Ultrasound can be focused in several ways—via a lens (for example, a polystyrene lens, parabola curve transducer, or a phased array). This can be calculated using an exponential model of ultrasound attenuation. The ultrasound intensity profile is bounded by an exponentially decreasing function where the decrease in ultrasound is a function of distance traveled through tissue:

$I=I_o {e}^{-2\alpha \mathrm{z}}$

$I_o$ is the initial intensity of the beam, $\alpha$ is the attenuation coefficient (in units of inverse length), and z is the distance traveled through the attenuating medium (e.g. tissue).

In this ideal model, $\frac{-\partial I}{\partial \mathrm{z}} = 2\alpha I= Q$ is a measure of the power density of the heat absorbed from the ultrasound field. This demonstrates that tissue heating is proportional to intensity, and that intensity is inversely proportional to the area over which an ultrasound beam is spread. Therefore, narrowly focusing the beam or increasing the beam intensity creates a rapid temperature rise at the focus.

The ultrasound beam can be focused in several ways:
- Geometrically, with a lens or with a spherically curved transducer.
- Electronically, by adjusting the relative phases of elements in an array of transducers (a "phased array"). This steers the beam to different locations. Aberrations in the ultrasound beam due to tissue structures can be corrected. This assumes no reflection, no absorption and no diffusion in intermediate tissue. The ultrasound itself can penetrate incompressible materials such as water, but compressible materials such as air, rubber, human tissue, fat, fiber, hollow bone, and fascia reflect, absorb, and diffuse the energy.

==Beam delivery==
Beam delivery consists of beam steering and image guidance. The beam has the ability to pass through overlying tissues without harm and focus on a localized area of 2–3 mm (at most), that determines the frequency of the ultrasound. Following ablation a distinct boundary (less than 50 microns wide) forms between healthy and necrotic tissue.

=== Beam steering ===
The most common transducer is a concave focusing transducer with a fixed aperture and a fixed focal length. Phased array transducers can be used with different arrangements (flat/bowl).

=== Beam guidance ===
HIFU therapy requires careful monitoring and so it is usually performed in conjunction with other imaging techniques.

Pre-operative imaging, for instance CT and MRI, are used to identify general parameters of the target anatomy. Real-time imaging provides safe and accurate noninvasive targeting and monitoring. Both MRI and medical ultrasound have been used. These techniques are known respectively as Magnetic Resonance guided Focused Ultrasound Surgery (MRgFUS) and Ultrasound guided Focused Ultrasound Surgery (USgFUS) respectively.
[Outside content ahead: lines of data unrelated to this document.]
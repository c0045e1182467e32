//! 单元测试日志写入器
//!
//! 每次作业把带相对时间戳的文本行缓存在内存中，拿到被测单元ID（扫码结果）后
//! 才落盘到 `<log_root>/logs/<部件号>_logs/<单元ID>_<作业开始时间>.log`（追加模式）。
//! 在获得单元ID之前发生的失败可以用 `force` 强制落盘，此时文件名中单元ID为空。

use std::borrow::Cow;
use std::fs::{self, OpenOptions};
use std::io::{self, Write};
use std::path::{Path, PathBuf};
use std::time::Instant;
use chrono::{DateTime, Local};
use log::debug;
use crate::utils::error::{AppError, AppResult};
use crate::utils::time_utils::{format_elapsed, format_log_file_time, now_local};

pub struct UnitLogWriter {
    log_root: PathBuf,
    part_number: String,
    started_at: Instant,
    started_local: DateTime<Local>,
    unit_id: String,
    buffer: Vec<u8>,
    last_file: Option<PathBuf>,
}

impl UnitLogWriter {
    pub fn new(log_root: impl Into<PathBuf>, part_number: impl Into<String>) -> Self {
        Self {
            log_root: log_root.into(),
            part_number: part_number.into(),
            started_at: Instant::now(),
            started_local: now_local(),
            unit_id: String::new(),
            buffer: Vec::new(),
            last_file: None,
        }
    }

    /// 开始新的作业：清空单元ID与缓存，重新记录开始时间
    pub fn start_run(&mut self, part_number: impl Into<String>) {
        self.part_number = part_number.into();
        self.started_at = Instant::now();
        self.started_local = now_local();
        self.unit_id.clear();
        self.buffer.clear();
        self.last_file = None;
    }

    pub fn set_unit_id(&mut self, unit_id: impl Into<String>) {
        self.unit_id = unit_id.into();
    }

    pub fn unit_id(&self) -> &str {
        &self.unit_id
    }

    pub fn started_local(&self) -> DateTime<Local> {
        self.started_local
    }

    /// 尚未落盘的内容
    pub fn buffered(&self) -> Cow<'_, str> {
        String::from_utf8_lossy(&self.buffer)
    }

    /// 最近一次落盘的文件
    pub fn last_file(&self) -> Option<&Path> {
        self.last_file.as_deref()
    }

    /// 当前单元ID对应的日志文件路径
    pub fn file_path(&self) -> PathBuf {
        self.log_root
            .join("logs")
            .join(format!("{}_logs", self.part_number))
            .join(format!(
                "{}_{}.log",
                self.unit_id,
                format_log_file_time(&self.started_local)
            ))
    }

    /// 追加一行日志
    ///
    /// 已知单元ID或 `force` 时立即落盘，返回写入的文件路径。
    /// 落盘失败时未写出的内容保留在缓存中，下次落盘会一并写入。
    pub fn log(&mut self, text: &str, force: bool) -> AppResult<Option<PathBuf>> {
        let line = format!("{} {}\n", format_elapsed(self.started_at.elapsed()), text);
        self.buffer.extend_from_slice(line.as_bytes());

        if !self.unit_id.is_empty() || force {
            self.flush()
        } else {
            Ok(None)
        }
    }

    /// 把缓存写入文件并清空缓存；缓存为空时什么也不做
    pub fn flush(&mut self) -> AppResult<Option<PathBuf>> {
        if self.buffer.is_empty() {
            return Ok(None);
        }

        let path = self.file_path();
        if let Some(dir) = path.parent() {
            fs::create_dir_all(dir).map_err(|e| {
                AppError::io_error(format!("创建日志目录失败 {}: {}", dir.display(), e), e.kind().to_string())
            })?;
        }

        let mut file = OpenOptions::new()
            .create(true)
            .append(true)
            .open(&path)
            .map_err(|e| AppError::io_error(format!("打开日志文件失败 {}: {}", path.display(), e), e.kind().to_string()))?;
        let written = self.drain_into(&mut file)?;

        debug!("[UnitLog] 写入 {} 字节到 {}", written, path.display());
        self.last_file = Some(path.clone());
        Ok(Some(path))
    }

    /// 把缓存写入 `out`，已写出的部分随即从缓存移除
    ///
    /// 中途出错时缓存只剩未写出的尾部，下次落盘从断点继续，不会重复写入。
    fn drain_into<W: Write>(&mut self, out: &mut W) -> io::Result<usize> {
        let mut written = 0;
        let result = loop {
            if written == self.buffer.len() {
                break Ok(());
            }
            match out.write(&self.buffer[written..]) {
                Ok(0) => break Err(io::Error::new(io::ErrorKind::WriteZero, "日志文件不再接受写入")),
                Ok(n) => written += n,
                Err(e) if e.kind() == io::ErrorKind::Interrupted => {}
                Err(e) => break Err(e),
            }
        };
        self.buffer.drain(..written);
        result.map(|()| written)
    }
}
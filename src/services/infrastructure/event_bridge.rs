/// 跨线程事件桥
///
/// 测试任务在各自的 tokio 任务中执行，状态变化通过线程安全队列交给显示层，
/// 显示层在自己的循环中定期取出事件，是界面状态的唯一读写者。
use tokio::sync::{mpsc, oneshot};
use tokio::sync::mpsc::error::TryRecvError;
use log::{debug, warn};
use crate::models::{BilingualText, TaskUpdate, UserVerdict};

/// 测试站事件
#[derive(Debug)]
pub enum StationEvent {
    /// 顺序测试状态变化
    TestStateChanged(TaskUpdate),
    /// 夹具检验状态变化
    VerifyStateChanged(TaskUpdate),
    /// 测试流程结束
    ProcedureCompleted { passed: bool },
    /// 请求人工判定
    PassFailQuery(PassFailQuery),
    /// 测试执行中的意外错误
    TestError { test_name: BilingualText, message: String },
}

impl StationEvent {
    pub fn event_name(&self) -> &'static str {
        match self {
            StationEvent::TestStateChanged(_) => "test-state-changed",
            StationEvent::VerifyStateChanged(_) => "verify-state-changed",
            StationEvent::ProcedureCompleted { .. } => "procedure-completed",
            StationEvent::PassFailQuery(_) => "pass-fail-query",
            StationEvent::TestError { .. } => "test-error",
        }
    }
}

/// 人工判定请求
#[derive(Debug)]
pub struct PassFailQuery {
    /// 发起请求时的任务快照
    pub update: TaskUpdate,
    /// 显示给操作员的提示
    pub prompt: BilingualText,
    /// 一次性回复通道
    pub responder: UserResponder,
}

/// 人工判定的一次性回复句柄
///
/// `user_response` 消耗自身，保证每个请求只能回复一次。
/// 句柄被丢弃而未回复时，等待方按失败处理。
#[derive(Debug)]
pub struct UserResponder {
    sender: oneshot::Sender<UserVerdict>,
}

impl UserResponder {
    pub fn new() -> (Self, oneshot::Receiver<UserVerdict>) {
        let (sender, receiver) = oneshot::channel();
        (Self { sender }, receiver)
    }

    /// 回复判定结果
    pub fn user_response(self, verdict: UserVerdict) {
        if self.sender.send(verdict).is_err() {
            warn!("[Bridge] 人工判定已无人等待，忽略回复: {:?}", verdict);
        }
    }
}

/// 事件发布端，可在任意线程克隆和使用
#[derive(Debug, Clone)]
pub struct EventBridge {
    sender: mpsc::UnboundedSender<StationEvent>,
}

/// 事件接收端，只属于显示层
#[derive(Debug)]
pub struct EventReceiver {
    receiver: mpsc::UnboundedReceiver<StationEvent>,
}

impl EventBridge {
    pub fn new() -> (Self, EventReceiver) {
        let (sender, receiver) = mpsc::unbounded_channel();
        (Self { sender }, EventReceiver { receiver })
    }

    /// 发布事件；显示层已关闭时只记录警告
    pub fn publish(&self, event: StationEvent) {
        let name = event.event_name();
        if self.sender.send(event).is_err() {
            warn!("[Bridge] 显示层已关闭，丢弃事件: {}", name);
        } else {
            debug!("[Bridge] 发布事件: {}", name);
        }
    }
}

impl EventReceiver {
    /// 非阻塞地取出当前队列中的全部事件
    ///
    /// 返回 `(事件, 发布端是否已全部关闭)`。
    pub fn drain(&mut self) -> (Vec<StationEvent>, bool) {
        let mut events = Vec::new();
        loop {
            match self.receiver.try_recv() {
                Ok(event) => events.push(event),
                Err(TryRecvError::Empty) => return (events, false),
                Err(TryRecvError::Disconnected) => return (events, true),
            }
        }
    }

    /// 等待下一个事件
    pub async fn recv(&mut self) -> Option<StationEvent> {
        self.receiver.recv().await
    }
}
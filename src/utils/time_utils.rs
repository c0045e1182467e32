use chrono::{DateTime, Local, TimeZone};
use std::time::Duration;

/// 日志文件名中的时间格式
pub const LOG_FILE_TIME_FORMAT: &str = "%Y-%m-%d_%H-%M-%S";

/// 将作业开始时间格式化为日志文件名片段
#[inline]
pub fn format_log_file_time<Tz: TimeZone>(dt: &DateTime<Tz>) -> String
where
    Tz::Offset: std::fmt::Display,
{
    dt.format(LOG_FILE_TIME_FORMAT).to_string()
}

/// 当前本地时间
#[inline]
pub fn now_local() -> DateTime<Local> {
    Local::now()
}

/// 日志行的相对时间戳，形如 `002.531`
#[inline]
pub fn format_elapsed(elapsed: Duration) -> String {
    format!("{:07.3}", elapsed.as_secs_f64())
}

#[cfg(test)]
mod tests {
    use super::*;

    #[test]
    fn test_format_elapsed_pads_to_three_decimals() {
        assert_eq!(format_elapsed(Duration::from_millis(0)), "000.000");
        assert_eq!(format_elapsed(Duration::from_millis(2531)), "002.531");
        assert_eq!(format_elapsed(Duration::from_secs(1234)), "1234.000");
    }

    #[test]
    fn test_format_log_file_time() {
        let dt = Local.with_ymd_and_hms(2024, 3, 9, 7, 5, 1).unwrap();
        assert_eq!(format_log_file_time(&dt), "2024-03-09_07-05-01");
    }
}
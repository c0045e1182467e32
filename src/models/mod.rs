//! 数据模型：测试任务状态、状态快照与显示用双语文本

pub mod enums;
pub mod structs;

pub use enums::{TaskState, UserVerdict, SequenceState, BilingualLabel};
pub use structs::{BilingualText, TestInfo, TaskUpdate};
/// 工具模块，包含错误处理、配置管理等通用功能

/// 统一错误处理模块
pub mod error;

/// 配置管理模块
pub mod config;

/// 时间工具模块
pub mod time_utils;

#[cfg(test)]
mod tests;

// 重新导出常用类型，方便使用
pub use error::{AppError, AppResult, EquipmentFailure};
pub use config::{
    AppConfig, StationSettings, LoggingConfig, PartConfig, ConfigManager,
    init_global_config, get_global_config, scan_part_configs,
};
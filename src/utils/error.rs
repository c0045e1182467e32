use serde::{Deserialize, Serialize};
use thiserror::Error;

/// 设备连接失败
///
/// **业务含义**: 作业开始前连接测试设备（扫码枪、电源、万用表、频谱仪等）失败。
/// 这是唯一会从 `Procedure::test_start` / `Procedure::verify_start` 返回给调用方的错误，
/// 其余测试过程中的失败都被吸收为日志 + 状态回调。
///
/// **字段**:
/// - `name`: 出错设备的名称
/// - `message`: 底层传输错误的描述
#[derive(Error, Debug, Clone, PartialEq, Eq, Serialize, Deserialize)]
#[error("设备连接失败: {name} - {message}")]
pub struct EquipmentFailure {
    pub name: String,
    pub message: String,
}

impl EquipmentFailure {
    pub fn new(name: impl Into<String>, message: impl Into<String>) -> Self {
        Self {
            name: name.into(),
            message: message.into(),
        }
    }
}

/// 应用程序统一错误类型
/// 用于封装系统中可能出现的各种错误，提供统一的错误处理机制
#[derive(Error, Debug, Clone, Serialize, Deserialize)]
pub enum AppError {
    /// 通用错误，包含错误消息
    #[error("通用错误: {message}")]
    Generic { message: String },

    /// 输入/输出错误
    #[error("IO错误: {message} (Kind: {kind})")]
    IoError { message: String, kind: String },

    /// 设备通信错误（连接、读写、超时等传输层问题）
    #[error("设备通信错误: {message}")]
    EquipmentCommunicationError { message: String },

    /// 设备连接失败（作业级致命错误）
    #[error(transparent)]
    EquipmentFailure(#[from] EquipmentFailure),

    /// 配置相关错误
    #[error("配置错误: {message}")]
    ConfigurationError { message: String },

    /// 并发/异步操作错误
    #[error("并发错误: {message}")]
    ConcurrencyError { message: String },

    /// 资源未找到错误
    #[error("资源未找到: {resource_type} - {message}")]
    NotFoundError {
        resource_type: String,
        message: String,
    },

    /// 测试执行相关错误（测试步骤内部的意外错误）
    #[error("测试执行错误: {test_type} - {message}")]
    TestExecutionError {
        test_type: String,
        message: String,
    },

    /// 状态转换错误
    #[error("状态转换错误: 从 {from_state} 到 {to_state} - {message}")]
    StateTransitionError {
        from_state: String,
        to_state: String,
        message: String,
    },

    /// JSON序列化/反序列化错误
    #[error("JSON序列化/反序列化错误: {message}")]
    JsonError { message: String },
}

impl AppError {
    /// 创建通用错误
    pub fn generic(message: impl Into<String>) -> Self {
        Self::Generic {
            message: message.into(),
        }
    }

    /// 创建IO错误
    pub fn io_error(message: impl Into<String>, kind_str: impl Into<String>) -> Self {
        Self::IoError {
            message: message.into(),
            kind: kind_str.into(),
        }
    }

    /// 创建设备通信错误
    ///
    /// **使用场景**: 设备驱动在 `connect()` / 读写命令失败时返回，
    /// 由设备注册表统一包装为 [`EquipmentFailure`]。
    pub fn equipment_communication_error(message: impl Into<String>) -> Self {
        Self::EquipmentCommunicationError {
            message: message.into(),
        }
    }

    /// 创建配置错误
    pub fn configuration_error(message: impl Into<String>) -> Self {
        Self::ConfigurationError {
            message: message.into(),
        }
    }

    /// 创建并发错误
    pub fn concurrency_error(message: impl Into<String>) -> Self {
        Self::ConcurrencyError {
            message: message.into(),
        }
    }

    /// 创建资源未找到错误
    pub fn not_found_error(resource_type: impl Into<String>, message: impl Into<String>) -> Self {
        Self::NotFoundError {
            resource_type: resource_type.into(),
            message: message.into(),
        }
    }

    /// 创建测试执行错误
    pub fn test_execution_error(test_type: impl Into<String>, message: impl Into<String>) -> Self {
        Self::TestExecutionError {
            test_type: test_type.into(),
            message: message.into(),
        }
    }

    /// 创建状态转换错误
    pub fn state_transition_error(
        from_state: impl Into<String>,
        to_state: impl Into<String>,
        message: impl Into<String>,
    ) -> Self {
        Self::StateTransitionError {
            from_state: from_state.into(),
            to_state: to_state.into(),
            message: message.into(),
        }
    }

    /// 创建JSON序列化错误
    pub fn json_error(message: impl Into<String>) -> Self {
        Self::JsonError {
            message: message.into(),
        }
    }

    /// 获取错误的简短描述
    pub fn error_code(&self) -> &'static str {
        match self {
            AppError::Generic { .. } => "GENERIC",
            AppError::IoError { .. } => "IO_ERROR",
            AppError::EquipmentCommunicationError { .. } => "EQUIPMENT_COMMUNICATION_ERROR",
            AppError::EquipmentFailure(..) => "EQUIPMENT_FAILURE",
            AppError::ConfigurationError { .. } => "CONFIGURATION_ERROR",
            AppError::ConcurrencyError { .. } => "CONCURRENCY_ERROR",
            AppError::NotFoundError { .. } => "NOT_FOUND_ERROR",
            AppError::TestExecutionError { .. } => "TEST_EXECUTION_ERROR",
            AppError::StateTransitionError { .. } => "STATE_TRANSITION_ERROR",
            AppError::JsonError { .. } => "JSON_ERROR",
        }
    }
}

/// 标准 I/O 错误到 AppError 的转换
impl From<std::io::Error> for AppError {
    fn from(err: std::io::Error) -> Self {
        AppError::IoError { message: err.to_string(), kind: format!("{:?}", err.kind()) }
    }
}

/// serde_json 错误到 AppError 的转换
impl From<serde_json::Error> for AppError {
    fn from(err: serde_json::Error) -> Self {
        AppError::JsonError { message: err.to_string() }
    }
}

/// config crate 错误到 AppError 的转换
impl From<config::ConfigError> for AppError {
    fn from(err: config::ConfigError) -> Self {
        AppError::ConfigurationError { message: err.to_string() }
    }
}

/// 字符串错误到 AppError 的转换（通用错误）
impl From<String> for AppError {
    fn from(err_msg: String) -> Self {
        Self::Generic { message: err_msg }
    }
}

/// &str 错误到 AppError 的转换（通用错误）
impl From<&str> for AppError {
    fn from(err_msg: &str) -> Self {
        Self::Generic { message: err_msg.to_string() }
    }
}

/// 应用程序结果类型别名
/// 简化错误处理的类型定义
pub type AppResult<T> = Result<T, AppError>;
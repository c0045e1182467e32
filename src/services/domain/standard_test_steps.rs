/// 标准测试步骤
///
/// 夹具检验、确定结果的引擎自检步骤、人工判定步骤和扫码步骤。
/// 具体产品的测试流程由这些步骤和产品专用步骤组合而成。

use crate::models::{BilingualText, UserVerdict};
use crate::services::domain::test_task::{ITestStep, StepContext, StepVerdict};
use crate::utils::error::AppResult;
use async_trait::async_trait;
use std::time::Duration;
use log::{debug, info};

/// 夹具检验
///
/// 作业开始前单独运行，不属于测试序列。等待电源稳定后给出预设的结论。
pub struct Verify {
    name: BilingualText,
    pass_test: bool,
    settle_time: Duration,
}

impl Verify {
    pub const ID: &'static str = "verify";

    pub fn new(pass_test: bool) -> Self {
        Self {
            name: BilingualText::new("Verify Fixture", "夹具检验"),
            pass_test,
            settle_time: Duration::from_secs(1),
        }
    }

    /// 电源稳定等待时间
    pub fn with_settle_time(mut self, settle_time: Duration) -> Self {
        self.settle_time = settle_time;
        self
    }
}

impl Default for Verify {
    fn default() -> Self {
        Self::new(true)
    }
}

#[async_trait]
impl ITestStep for Verify {
    fn id(&self) -> &str {
        Self::ID
    }

    fn name(&self) -> &BilingualText {
        &self.name
    }

    fn expected_duration(&self) -> Duration {
        self.settle_time
    }

    async fn execute(&self, ctx: &mut StepContext) -> AppResult<StepVerdict> {
        ctx.sleep(self.settle_time).await;
        ctx.set_message(BilingualText::same("Demo Commissioning Test PASS"));
        if self.pass_test {
            Ok(StepVerdict::Pass)
        } else {
            Ok(StepVerdict::fail_continue(""))
        }
    }
}

/// 总是通过
pub struct PassTest {
    name: BilingualText,
    delay: Duration,
}

impl PassTest {
    pub fn new() -> Self {
        Self {
            name: BilingualText::new("Pass Test", "通过测试"),
            delay: Duration::from_millis(100),
        }
    }

    pub fn with_delay(mut self, delay: Duration) -> Self {
        self.delay = delay;
        self
    }
}

impl Default for PassTest {
    fn default() -> Self {
        Self::new()
    }
}

#[async_trait]
impl ITestStep for PassTest {
    fn id(&self) -> &str {
        "passtest"
    }

    fn name(&self) -> &BilingualText {
        &self.name
    }

    fn expected_duration(&self) -> Duration {
        Duration::from_millis(100)
    }

    async fn execute(&self, ctx: &mut StepContext) -> AppResult<StepVerdict> {
        ctx.sleep(self.delay).await;
        Ok(StepVerdict::Pass)
    }
}

/// 总是失败并终止作业
pub struct FailTest {
    name: BilingualText,
    delay: Duration,
}

impl FailTest {
    pub fn new() -> Self {
        Self {
            name: BilingualText::new("Fail Test", "未通过测试"),
            delay: Duration::from_secs(1),
        }
    }

    pub fn with_delay(mut self, delay: Duration) -> Self {
        self.delay = delay;
        self
    }
}

impl Default for FailTest {
    fn default() -> Self {
        Self::new()
    }
}

#[async_trait]
impl ITestStep for FailTest {
    fn id(&self) -> &str {
        "failtest"
    }

    fn name(&self) -> &BilingualText {
        &self.name
    }

    fn expected_duration(&self) -> Duration {
        Duration::from_millis(100)
    }

    async fn execute(&self, ctx: &mut StepContext) -> AppResult<StepVerdict> {
        ctx.sleep(self.delay).await;
        Ok(StepVerdict::fail(""))
    }
}

/// 失败但不终止作业，后续测试继续执行，汇总结论仍为失败
pub struct FailContinueTest {
    name: BilingualText,
    delay: Duration,
}

impl FailContinueTest {
    pub fn new() -> Self {
        Self {
            name: BilingualText::new("Fail Continuation Test", "无法继续测试"),
            delay: Duration::from_millis(100),
        }
    }

    pub fn with_delay(mut self, delay: Duration) -> Self {
        self.delay = delay;
        self
    }
}

impl Default for FailContinueTest {
    fn default() -> Self {
        Self::new()
    }
}

#[async_trait]
impl ITestStep for FailContinueTest {
    fn id(&self) -> &str {
        "failcontinuetest"
    }

    fn name(&self) -> &BilingualText {
        &self.name
    }

    fn expected_duration(&self) -> Duration {
        Duration::from_millis(100)
    }

    async fn execute(&self, ctx: &mut StepContext) -> AppResult<StepVerdict> {
        ctx.sleep(self.delay).await;
        Ok(StepVerdict::fail_continue("Failed test"))
    }
}

/// 人工判定
///
/// 向显示层发出判定请求后挂起，直到操作员回复（或回复句柄被丢弃）。
/// 作业被停止也不会打断等待，当前测试总是自然结束。
pub struct UserTest {
    name: BilingualText,
}

impl UserTest {
    pub fn new() -> Self {
        Self {
            name: BilingualText::new("User Test", "用户测试"),
        }
    }
}

impl Default for UserTest {
    fn default() -> Self {
        Self::new()
    }
}

#[async_trait]
impl ITestStep for UserTest {
    fn id(&self) -> &str {
        "user"
    }

    fn name(&self) -> &BilingualText {
        &self.name
    }

    async fn execute(&self, ctx: &mut StepContext) -> AppResult<StepVerdict> {
        let prompt = BilingualText::new(
            "Manually choose whether product passes or fails.",
            "手动选择产品是通过还是失败",
        );
        ctx.set_message(prompt.clone());

        match ctx.request_user_verdict(prompt).await {
            UserVerdict::Pass => Ok(StepVerdict::Pass),
            UserVerdict::Fail => Ok(StepVerdict::fail_continue("")),
        }
    }
}

/// 扫描被测单元ID
///
/// 部件配置中有 `uid` 参数时直接使用，否则由模拟扫码枪生成一个序列号。
/// 拿到单元ID后之前缓存的作业日志随即落盘。
pub struct ScanUnitIdTest {
    name: BilingualText,
}

impl ScanUnitIdTest {
    pub const UNIT_ID_KEY: &'static str = "uid";

    pub fn new() -> Self {
        Self {
            name: BilingualText::new("Scan Unit ID", "扫描产品序列号"),
        }
    }
}

impl Default for ScanUnitIdTest {
    fn default() -> Self {
        Self::new()
    }
}

#[async_trait]
impl ITestStep for ScanUnitIdTest {
    fn id(&self) -> &str {
        "scanuid"
    }

    fn name(&self) -> &BilingualText {
        &self.name
    }

    fn expected_duration(&self) -> Duration {
        Duration::from_millis(100)
    }

    async fn execute(&self, ctx: &mut StepContext) -> AppResult<StepVerdict> {
        let unit_id = match ctx.param(Self::UNIT_ID_KEY) {
            Some(uid) => uid,
            None => {
                if let Some(reader) = ctx.equipment("barcode") {
                    let reader = reader.lock().await;
                    if !reader.is_connected() {
                        return Ok(StepVerdict::fail(format!("{} is not connected", reader.name())));
                    }
                    debug!("[ScanUnitId] 使用 {} 扫码", reader.name());
                }
                let serial = uuid::Uuid::new_v4().simple().to_string();
                format!("SIM{}", serial[..8].to_uppercase())
            }
        };

        if unit_id.trim().is_empty() {
            return Ok(StepVerdict::fail("Unit ID scan failed"));
        }

        info!("[ScanUnitId] 单元ID: {}", unit_id);
        ctx.set_unit_id(&unit_id);
        ctx.set_data(unit_id);
        Ok(StepVerdict::Pass)
    }
}
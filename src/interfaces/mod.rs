//! 显示层实现

pub mod console_view;

pub use console_view::ConsoleView;
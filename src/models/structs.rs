use serde::{Deserialize, Serialize};
use std::fmt;
use std::time::Duration;
use crate::models::enums::TaskState;

/// 双语文本（英文 / 简体中文）
///
/// 显示层通过语言序号选择：0 = English，1 = 简体中文。
#[derive(Debug, Clone, PartialEq, Eq, Hash, Serialize, Deserialize, Default)]
pub struct BilingualText {
    pub en: String,
    pub zh: String,
}

impl BilingualText {
    pub fn new(en: impl Into<String>, zh: impl Into<String>) -> Self {
        Self {
            en: en.into(),
            zh: zh.into(),
        }
    }

    /// 两种语言使用同一文本
    pub fn same(text: impl Into<String>) -> Self {
        let text = text.into();
        Self {
            en: text.clone(),
            zh: text,
        }
    }

    /// 按语言序号取文本，超出范围时回退到英文
    pub fn get(&self, lang_idx: usize) -> &str {
        match lang_idx {
            1 => &self.zh,
            _ => &self.en,
        }
    }

    pub fn is_empty(&self) -> bool {
        self.en.is_empty() && self.zh.is_empty()
    }
}

impl fmt::Display for BilingualText {
    fn fmt(&self, f: &mut fmt::Formatter<'_>) -> fmt::Result {
        write!(f, "{}", self.en)
    }
}

/// 测试项描述（用于预先填充显示列表）
#[derive(Debug, Clone, PartialEq, Eq, Serialize, Deserialize)]
pub struct TestInfo {
    /// 稳定的测试ID
    pub id: String,
    /// 双语显示名
    pub name: BilingualText,
    /// 预计耗时（用于进度估计）
    #[serde(with = "duration_secs")]
    pub expected_duration: Duration,
}

/// 测试任务状态变化快照
///
/// 由执行测试的任务生成，经跨线程队列交给显示层，显示层不会接触任务本身。
#[derive(Debug, Clone, PartialEq, Serialize, Deserialize)]
#[serde(rename_all = "camelCase")]
pub struct TaskUpdate {
    pub test_id: String,
    pub name: BilingualText,
    pub state: TaskState,
    pub message: Option<BilingualText>,
    pub data: Option<String>,
    pub timestamp: chrono::DateTime<chrono::Utc>,
}

mod duration_secs {
    use serde::{Deserialize, Deserializer, Serializer};
    use std::time::Duration;

    pub fn serialize<S: Serializer>(d: &Duration, s: S) -> Result<S::Ok, S::Error> {
        s.serialize_f64(d.as_secs_f64())
    }

    pub fn deserialize<'de, D: Deserializer<'de>>(d: D) -> Result<Duration, D::Error> {
        let secs = f64::deserialize(d)?;
        Ok(Duration::from_secs_f64(secs.max(0.0)))
    }
}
MRgFUS is a 3D imaging technique. It features high soft tissue contrast and provides information about temperature, thus allowing ablation to be monitored. However, low frame rates make this technique perform poorly in real-time imaging while high costs limit its use.

USgFUS is a 2D imaging technique. While no quantitative temperature measurement system is available, benefits such as high frame rate (up to 1000 images per second), low cost and minimal adverse health effects commend it. Ultrasound verifies the acoustic window in real time using the same modality as the therapy. This implies that if the target region is not visualized by ultrasound imaging before and during therapy, then it is unlikely that the therapy will be effective in that specific region. In addition, treatment outcomes can be estimated in real time through visual inspection of hyperechoic changes in standard B-mode images.